I love that there’s so much scene chewing in a movie that totally should be over the top because it’s about a 2D-animated dragon (I love that I never realized one of the baddies is Jeff Conaway, one year from Grease, speaking of the performers). I kind of love that none of its modern critics and mockers get that and take it all so seriously, cultural shockers included.

I love that there’s a lot going on in this movie, so much that there are multiple villains and those set up in the very first scene don’t show up again until well into the second hour (I love that it’s so long, by the way). And I love that all the seemingly overstuffed characters and subplots tie together with a theme of believing in unlikely things and how some (elixirs) turn out fake and others (Elliot the dragon; Paul the fiancee) are really there.

Most importantly of all, I love that I can continue to love the first Pete’s Dragon and not be threatened at all by the second Pete’s Dragon and that the remake turned out to not even bother trying to copy the original anyway – they’re as different as apples and record players. The 1977 is so much more unique and badly directed, the 2016 so unoriginal and perfectly directed.

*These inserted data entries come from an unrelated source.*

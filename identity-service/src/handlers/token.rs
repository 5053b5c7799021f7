use axum::{extract::State, response::IntoResponse, Json};

use crate::dtos::auth::{LogoutRequest, MessageResponse, RefreshRequest, TokenRequest, TokenResponse};
use crate::services::error::FlowError;
use crate::utils::{RequestContext, ValidatedJson};
use crate::AppState;

/// Exchange an authorization code for tokens
///
/// The code is consumed atomically before anything else is checked, so
/// a replayed or raced exchange fails with `invalid_grant`.
#[utoipa::path(
    post,
    path = "/sdk/token",
    request_body = TokenRequest,
    responses(
        (status = 200, description = "Tokens issued", body = TokenResponse),
        (status = 400, description = "Code expired, already used, or PKCE failed", body = ErrorResponse),
        (status = 401, description = "Unknown client", body = ErrorResponse),
        (status = 403, description = "Origin not allowed", body = ErrorResponse),
        (status = 422, description = "Validation error", body = ErrorResponse),
        (status = 500, description = "Internal server error", body = ErrorResponse)
    ),
    tag = "Token"
)]
pub async fn token(
    State(state): State<AppState>,
    ctx: RequestContext,
    ValidatedJson(req): ValidatedJson<TokenRequest>,
) -> Result<impl IntoResponse, FlowError> {
    let (bundle, events) = state
        .flows
        .exchange_code(
            &req.code,
            req.public_key.as_deref(),
            &req.code_verifier,
            &ctx,
        )
        .await?;
    state.events.dispatch(events);

    Ok(Json(TokenResponse {
        access_token: bundle.access_token,
        refresh_token: bundle.refresh_token,
        token_type: "Bearer".to_string(),
        expires_in: bundle.expires_in,
        user: bundle.user,
    }))
}

/// Rotate a refresh token
#[utoipa::path(
    post,
    path = "/sdk/refresh",
    request_body = RefreshRequest,
    responses(
        (status = 200, description = "Tokens rotated", body = TokenResponse),
        (status = 400, description = "Refresh token invalid, expired, or replayed", body = ErrorResponse),
        (status = 403, description = "Origin not allowed", body = ErrorResponse),
        (status = 422, description = "Validation error", body = ErrorResponse),
        (status = 500, description = "Internal server error", body = ErrorResponse)
    ),
    tag = "Token"
)]
pub async fn refresh(
    State(state): State<AppState>,
    ctx: RequestContext,
    ValidatedJson(req): ValidatedJson<RefreshRequest>,
) -> Result<impl IntoResponse, FlowError> {
    let (bundle, events) = state.flows.refresh(&req.refresh_token, &ctx).await?;
    state.events.dispatch(events);

    Ok(Json(TokenResponse {
        access_token: bundle.access_token,
        refresh_token: bundle.refresh_token,
        token_type: "Bearer".to_string(),
        expires_in: bundle.expires_in,
        user: bundle.user,
    }))
}

/// Invalidate the session behind a refresh token
#[utoipa::path(
    post,
    path = "/sdk/logout",
    request_body = LogoutRequest,
    responses(
        (status = 200, description = "Session closed (idempotent)", body = MessageResponse),
        (status = 422, description = "Validation error", body = ErrorResponse),
        (status = 500, description = "Internal server error", body = ErrorResponse)
    ),
    tag = "Token"
)]
pub async fn logout(
    State(state): State<AppState>,
    ValidatedJson(req): ValidatedJson<LogoutRequest>,
) -> Result<impl IntoResponse, FlowError> {
    state.flows.logout(&req.refresh_token).await?;

    Ok(Json(MessageResponse {
        message: "Logged out successfully.".to_string(),
    }))
}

There’s room for both, and there’s room to love both for different reasons, just as there’s room to love them each in addition to the other movies considered similar. And there’s room to find problems with both for different reasons. To paraphrase another Pete’s Dragon tune, there’s room for every one of the movies that may bring joy to anyone.

And hopefully, there’s room for others out there who can be fans of an original and a reimagined copy, especially anybody who shares in my own love for the two distinct Pete’s Dragon movies. If not, I will align myself with another lyric from the movie, directed especially at the much-dismissed and much-maligned original, which I feel lonely in loving:

“I’ll be your candle on the water. My love for you will always burn.”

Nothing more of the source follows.